What is needed: Your output must match the records exactly, line for line.

The data:
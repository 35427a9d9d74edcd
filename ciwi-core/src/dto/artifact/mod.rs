//! Artifact and test-report DTOs

use serde::{Deserialize, Serialize};

use crate::domain::artifact::JobArtifact;
use crate::domain::test_report::JobTestReport;

/// One artifact body in an upload
#[derive(Debug, Clone, Serialize, Deserialize)]
pub struct UploadArtifact {
    pub path: String,
    pub data_base64: String,
}

/// Artifact upload from the executing agent; replaces the job's artifact list
#[derive(Debug, Clone, Default, Serialize, Deserialize)]
#[serde(default)]
pub struct UploadArtifactsRequest {
    pub agent_id: String,
    pub artifacts: Vec<UploadArtifact>,
}

#[derive(Debug, Clone, Default, Serialize, Deserialize)]
#[serde(default)]
pub struct ArtifactsResponse {
    pub artifacts: Vec<JobArtifact>,
}

/// Test report upload; last write wins
#[derive(Debug, Clone, Default, Serialize, Deserialize)]
#[serde(default)]
pub struct UploadTestReportRequest {
    pub agent_id: String,
    pub report: JobTestReport,
}

#[derive(Debug, Clone, Default, Serialize, Deserialize)]
#[serde(default)]
pub struct TestReportResponse {
    pub report: Option<JobTestReport>,
}
//! Jobs repository
//!
//! Everything the execution engine says to the server about one job:
//! status patches, the control-plane poll, dependency artifacts, and the
//! artifact and test-report uploads.

use std::time::Duration;

use async_trait::async_trait;
use ciwi_client::{Result, ServerClient};
use ciwi_core::domain::artifact::JobArtifact;
use ciwi_core::domain::job::JobExecution;
use ciwi_core::dto::artifact::{UploadArtifactsRequest, UploadTestReportRequest};
use ciwi_core::dto::job::StatusUpdate;

/// Repository trait for job-related operations with the server
#[async_trait]
pub trait JobRepository: Send + Sync {
    /// Posts a status patch
    async fn update_status(&self, job_id: &str, update: &StatusUpdate) -> Result<()>;

    /// Posts a status patch bounded by `timeout`
    async fn update_status_with_timeout(
        &self,
        job_id: &str,
        update: &StatusUpdate,
        timeout: Duration,
    ) -> Result<()>;

    /// Latest server-side snapshot of a job
    async fn get_job(&self, job_id: &str) -> Result<JobExecution>;

    /// Artifact index of a (dependency) job
    async fn list_artifacts(&self, job_id: &str) -> Result<Vec<JobArtifact>>;

    /// Body of one artifact, addressed by the URL from the index
    async fn download_artifact(&self, url: &str) -> Result<Vec<u8>>;

    /// Uploads the collected artifacts of a job
    async fn upload_artifacts(&self, job_id: &str, req: &UploadArtifactsRequest) -> Result<()>;

    /// Uploads the parsed test report of a job
    async fn upload_test_report(&self, job_id: &str, req: &UploadTestReportRequest) -> Result<()>;
}

/// HTTP implementation of JobRepository
#[derive(Clone)]
pub struct HttpJobRepository {
    client: ServerClient,
}

impl HttpJobRepository {
    pub fn new(client: ServerClient) -> Self {
        Self { client }
    }
}

#[async_trait]
impl JobRepository for HttpJobRepository {
    async fn update_status(&self, job_id: &str, update: &StatusUpdate) -> Result<()> {
        self.client.update_status(job_id, update).await
    }

    async fn update_status_with_timeout(
        &self,
        job_id: &str,
        update: &StatusUpdate,
        timeout: Duration,
    ) -> Result<()> {
        self.client
            .update_status_with_timeout(job_id, update, timeout)
            .await
    }

    async fn get_job(&self, job_id: &str) -> Result<JobExecution> {
        self.client.get_job(job_id).await
    }

    async fn list_artifacts(&self, job_id: &str) -> Result<Vec<JobArtifact>> {
        Ok(self.client.list_artifacts(job_id).await?.artifacts)
    }

    async fn download_artifact(&self, url: &str) -> Result<Vec<u8>> {
        self.client.download_artifact(url).await
    }

    async fn upload_artifacts(&self, job_id: &str, req: &UploadArtifactsRequest) -> Result<()> {
        self.client.upload_artifacts(job_id, req).await
    }

    async fn upload_test_report(&self, job_id: &str, req: &UploadTestReportRequest) -> Result<()> {
        self.client.upload_test_report(job_id, req).await
    }
}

Exercise output:
repository 35427a9d9d74edcd
filename ciwi-core/src/dto/artifact/mod.rs
//! Artifact and test-report DTOs

use serde::{Deserialize, Serialize};

use crate::domain::artifact::JobArtifact;
use crate::domain::test_report::JobTestReport;

/// One artifact body in an upload
#[derive(Debug, Clone, Serialize, Deserialize)]
pub struct UploadArtifact {
    pub path: String,
    pub data_base64: String,
}

/// Artifact upload from the executing agent; replaces the job's artifact list
#[derive(Debug, Clone, Default, Serialize, Deserialize)]
#[serde(default)]
pub struct UploadArtifactsRequest {
    pub agent_id: String,
    pub artifacts: Vec<UploadArtifact>,
}

#[derive(Debug, Clone, Default, Serialize, Deserialize)]
#[serde(default)]
pub struct ArtifactsResponse {
    pub artifacts: Vec<JobArtifact>,
}

/// Test report upload; last write wins
#[derive(Debug, Clone, Default, Serialize, Deserialize)]
#[serde(default)]
pub struct UploadTestReportRequest {
    pub agent_id: String,
    pub report: JobTestReport,
}

#[derive(Debug, Clone, Default, Serialize, Deserialize)]
#[serde(default)]
pub struct TestReportResponse {
    pub report: Option<JobTestReport>,
}
//! Jobs repository
//!
//! Everything the execution engine says to the server about one job:
//! status patches, the control-plane poll, dependency artifacts, and the
//! artifact and test-report uploads.

use std::time::Duration;

use async_trait::async_trait;
use ciwi_client::{Result, ServerClient};
use ciwi_core::domain::artifact::JobArtifact;
use ciwi_core::domain::job::JobExecution;
use ciwi_core::dto::artifact::{UploadArtifactsRequest, UploadTestReportRequest};
use ciwi_core::dto::job::StatusUpdate;

/// Repository trait for job-related operations with the server
#[async_trait]
pub trait JobRepository: Send + Sync {
    /// Posts a status patch
    async fn update_status(&self, job_id: &str, update: &StatusUpdate) -> Result<()>;

    /// Posts a status patch bounded by `timeout`
    async fn update_status_with_timeout(
        &self,
        job_id: &str,
        update: &StatusUpdate,
        timeout: Duration,
    ) -> Result<()>;

    /// Latest server-side snapshot of a job
    async fn get_job(&self, job_id: &str) -> Result<JobExecution>;

    /// Artifact index of a (dependency) job
    async fn list_artifacts(&self, job_id: &str) -> Result<Vec<JobArtifact>>;

    /// Body of one artifact, addressed by the URL from the index
    async fn download_artifact(&self, url: &str) -> Result<Vec<u8>>;

    /// Uploads the collected artifacts of a job
    async fn upload_artifacts(&self, job_id: &str, req: &UploadArtifactsRequest) -> Result<()>;

    /// Uploads the parsed test report of a job
    async fn upload_test_report(&self, job_id: &str, req: &UploadTestReportRequest) -> Result<()>;
}

/// HTTP implementation of JobRepository
#[derive(Clone)]
pub struct HttpJobRepository {
    client: ServerClient,
}

impl HttpJobRepository {
    pub fn new(client: ServerClient) -> Self {
        Self { client }
    }
}

#[async_trait]
impl JobRepository for HttpJobRepository {
    async fn update_status(&self, job_id: &str, update: &StatusUpdate) -> Result<()> {
        self.client.update_status(job_id, update).await
    }

    async fn update_status_with_timeout(
        &self,
        job_id: &str,
        update: &StatusUpdate,
        timeout: Duration,
    ) -> Result<()> {
        self.client
            .update_status_with_timeout(job_id, update, timeout)
            .await
    }

    async fn get_job(&self, job_id: &str) -> Result<JobExecution> {
        self.client.get_job(job_id).await
    }

    async fn list_artifacts(&self, job_id: &str) -> Result<Vec<JobArtifact>> {
        Ok(self.client.list_artifacts(job_id).await?.artifacts)
    }

    async fn download_artifact(&self, url: &str) -> Result<Vec<u8>> {
        self.client.download_artifact(url).await
    }

    async fn upload_artifacts(&self, job_id: &str, req: &UploadArtifactsRequest) -> Result<()> {
        self.client.upload_artifacts(job_id, req).await
    }

    async fn upload_test_report(&self, job_id: &str, req: &UploadTestReportRequest) -> Result<()> {
        self.client.upload_test_report(job_id, req).await
    }
}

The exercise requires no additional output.